- Morreu na madrugada de quinta para sexta, entre os dias 19 e 20 de março, aos 78 anos.
- Conhecido como o “flying winemaker”, Rolland foi consultor de grandes propriedades de Bordeaux desde 1973.
- Criou, com a esposa Dany, um laboratório de análises que ajudou vinicultores a adaptar os vinhos aos terroirs; expandiu-se globalmente, incluindo atuação nos Estados Unidos.
- Contribuiu para moldar o perfil dos tintos de Bordeaux em parceria com o crítico Robert Parker, com foco na maturidade das uvas; ficou conhecido mundialmente e participou do documentário Mondovino (2004).

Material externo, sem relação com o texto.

//! Cross-run persistence of observed property values
//!
//! The store remembers, per resource reference, the last value seen or set
//! for each property plus when the resource was last checked and synced.
//! It feeds audit events and corrective-change detection.

use crate::error::{Error, Result};
use crate::property::PropertyValues;
use crate::types::Value;
use chrono::{DateTime, Utc};
use log::{debug, error, warn};
use serde::{Deserialize, Serialize};
use std::collections::BTreeMap;
use std::fmt;
use std::fs;
use std::path::{Path, PathBuf};

// ============================================================================
// Store Structures
// ============================================================================

/// Everything the store knows about one resource
#[derive(Debug, Clone, Default, PartialEq, Serialize, Deserialize)]
pub struct ResourceRecord {
    /// Last recorded value per property
    #[serde(default)]
    pub values: BTreeMap<String, Value>,

    /// Last time the resource was evaluated
    #[serde(default, skip_serializing_if = "Option::is_none")]
    pub checked: Option<DateTime<Utc>>,

    /// Last time a change was made to the resource
    #[serde(default, skip_serializing_if = "Option::is_none")]
    pub synced: Option<DateTime<Utc>>,
}

/// The persisted document, keyed by resource reference
#[derive(Debug, Clone, Default, PartialEq, Serialize, Deserialize)]
pub struct StoreData {
    #[serde(default)]
    pub resources: BTreeMap<String, ResourceRecord>,
}

// ============================================================================
// Backends
// ============================================================================

/// Where the store document lives
pub trait StoreBackend: fmt::Debug {
    /// Read the document; unreadable data yields an empty document
    fn load(&mut self) -> StoreData;

    /// Write the document
    fn save(&mut self, data: &StoreData) -> Result<()>;

    /// Human-readable location for messages
    fn location(&self) -> String;
}

/// JSON file on disk
#[derive(Debug, Clone)]
pub struct FileBackend {
    path: PathBuf,
}

impl FileBackend {
    pub fn new(path: impl Into<PathBuf>) -> Self {
        Self { path: path.into() }
    }

    pub fn path(&self) -> &Path {
        &self.path
    }

    /// Read the document and leave the file untouched
    ///
    /// A missing file reads as an empty document. Unreadable or corrupt data
    /// is an error, and unlike [`StoreBackend::load`] the file stays in place.
    pub fn read(&self) -> Result<StoreData> {
        let content = match fs::read_to_string(&self.path) {
            Ok(content) => content,
            Err(e) if e.kind() == std::io::ErrorKind::NotFound => return Ok(StoreData::default()),
            Err(source) => {
                return Err(Error::Store {
                    path: self.path.clone(),
                    source,
                });
            }
        };
        Ok(serde_json::from_str(&content)?)
    }

    /// Move a corrupt store out of the way so the next save starts clean
    fn quarantine(&self) {
        let bad = sibling(&self.path, ".bad");
        match fs::rename(&self.path, &bad) {
            Ok(()) => warn!("Moved corrupt state store to {}", bad.display()),
            Err(e) => error!(
                "Could not move corrupt state store {} aside: {e}; remove it manually",
                self.path.display()
            ),
        }
    }
}

impl StoreBackend for FileBackend {
    fn load(&mut self) -> StoreData {
        let content = match fs::read_to_string(&self.path) {
            Ok(content) => content,
            Err(e) if e.kind() == std::io::ErrorKind::NotFound => {
                debug!(
                    "State store {} does not exist, starting empty",
                    self.path.display()
                );
                return StoreData::default();
            }
            Err(e) => {
                warn!(
                    "Could not read state store {}: {e}; starting empty",
                    self.path.display()
                );
                self.quarantine();
                return StoreData::default();
            }
        };

        match serde_json::from_str::<StoreData>(&content) {
            Ok(data) => {
                debug!("Loaded state store from {}", self.path.display());
                data
            }
            Err(e) => {
                warn!(
                    "State store {} is corrupt ({e}); starting empty",
                    self.path.display()
                );
                self.quarantine();
                StoreData::default()
            }
        }
    }

    fn save(&mut self, data: &StoreData) -> Result<()> {
        let store_error = |source| Error::Store {
            path: self.path.clone(),
            source,
        };
        if let Some(dir) = self.path.parent()
            && !dir.as_os_str().is_empty()
        {
            fs::create_dir_all(dir).map_err(store_error)?;
        }

        let content = serde_json::to_string_pretty(data)?;
        let tmp = sibling(&self.path, ".tmp");
        fs::write(&tmp, content).map_err(store_error)?;
        fs::rename(&tmp, &self.path).map_err(store_error)?;

        debug!("Saved state store to {}", self.path.display());
        Ok(())
    }

    fn location(&self) -> String {
        self.path.display().to_string()
    }
}

/// In-memory store, used for tests and for runs that keep no history
#[derive(Debug, Clone, Default)]
pub struct MemoryBackend {
    data: StoreData,
    saves: usize,
}

impl MemoryBackend {
    pub fn new() -> Self {
        Self::default()
    }

    /// A backend that already holds data, as if saved by an earlier run
    pub fn seeded(data: StoreData) -> Self {
        Self { data, saves: 0 }
    }

    /// Number of times the document was saved
    pub fn saves(&self) -> usize {
        self.saves
    }
}

impl StoreBackend for MemoryBackend {
    fn load(&mut self) -> StoreData {
        self.data.clone()
    }

    fn save(&mut self, data: &StoreData) -> Result<()> {
        self.data = data.clone();
        self.saves += 1;
        Ok(())
    }

    fn location(&self) -> String {
        "memory".to_string()
    }
}

fn sibling(path: &Path, suffix: &str) -> PathBuf {
    let mut name = path.as_os_str().to_owned();
    name.push(suffix);
    PathBuf::from(name)
}

// ============================================================================
// Persistence
// ============================================================================

/// Loaded store document plus the backend it came from
#[derive(Debug)]
pub struct Persistence<B: StoreBackend> {
    backend: B,
    data: StoreData,
}

impl Persistence<FileBackend> {
    /// Store backed by a JSON file
    pub fn file(path: impl Into<PathBuf>) -> Self {
        Self::new(FileBackend::new(path))
    }
}

impl Persistence<MemoryBackend> {
    /// Store that lives only as long as this value
    pub fn in_memory() -> Self {
        Self::new(MemoryBackend::new())
    }
}

impl<B: StoreBackend> Persistence<B> {
    pub fn new(backend: B) -> Self {
        Self {
            backend,
            data: StoreData::default(),
        }
    }

    pub fn backend(&self) -> &B {
        &self.backend
    }

    /// Replace the in-memory document with what the backend holds
    pub fn load(&mut self) {
        self.data = self.backend.load();
    }

    /// Write the in-memory document to the backend
    pub fn save(&mut self) -> Result<()> {
        self.backend.save(&self.data)
    }

    pub fn data(&self) -> &StoreData {
        &self.data
    }

    pub fn location(&self) -> String {
        self.backend.location()
    }

    pub fn record(&self, reference: &str) -> Option<&ResourceRecord> {
        self.data.resources.get(reference)
    }

    /// Every recorded value of a resource
    pub fn values(&self, reference: &str) -> PropertyValues {
        self.record(reference)
            .map(|record| record.values.clone())
            .unwrap_or_default()
    }

    pub fn get_system_value(&self, reference: &str, property: &str) -> Option<&Value> {
        self.record(reference)?.values.get(property)
    }

    pub fn set_system_value(&mut self, reference: &str, property: &str, value: Value) {
        self.record_mut(reference)
            .values
            .insert(property.to_string(), value);
    }

    pub fn mark_checked(&mut self, reference: &str) {
        self.record_mut(reference).checked = Some(Utc::now());
    }

    pub fn mark_synced(&mut self, reference: &str) {
        self.record_mut(reference).synced = Some(Utc::now());
    }

    /// Forget resources that are no longer managed
    pub fn prune<S: AsRef<str>>(&mut self, live: &[S]) {
        let before = self.data.resources.len();
        self.data
            .resources
            .retain(|reference, _| live.iter().any(|l| l.as_ref() == reference));
        let pruned = before - self.data.resources.len();
        if pruned > 0 {
            debug!("Pruned {pruned} stale record(s) from the state store");
        }
    }

    /// Forget everything
    pub fn clear(&mut self) {
        self.data = StoreData::default();
    }

    fn record_mut(&mut self, reference: &str) -> &mut ResourceRecord {
        self.data
            .resources
            .entry(reference.to_string())
            .or_default()
    }
}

- A Rolland & Associés, empresa que chefiava, trabalha com 230 vinhedos em 16 países; em 2020 iniciou retirada gradual do negócio, passando o comando a Julien Viaud.
Michel Rolland, o enóloges mais reconhecido de Bordeaux, morreu na noite de 19 para 20 de março, aos 78 anos, de crise cardíaca. A informação foi confirmada pela família e por fontes da indústria do vinho.
Ao longo de mais de cinco décadas, Rolland moldou o conceito de “flying winemaker”, consultando grandes propriedades e orientando o estilo de vinhos. Seu laboratório, fundado com a esposa Dany, recebia dezenas de milhares de amostras para análise.
O impacto internacional foi considerável: Rolland expandiu atividades para os Estados Unidos e outros mercados, contribuindo para perfis aromáticos, madeira e expressão de terroirs. Sua atuação aparece, inclusive, em debates sobre padronização e globalização do vinho.
Legado e carreira
Entre os nomes que o procuravam estavam Angélus, Pavie, Smith Haut Lafitte e Beauregard, além de influência no Malbec argentino. Em 2020 iniciou a passagem gradual de liderança para Julien Viaud, com a empresa Ro lland & Associés atendendo 230 domaines em 16 países.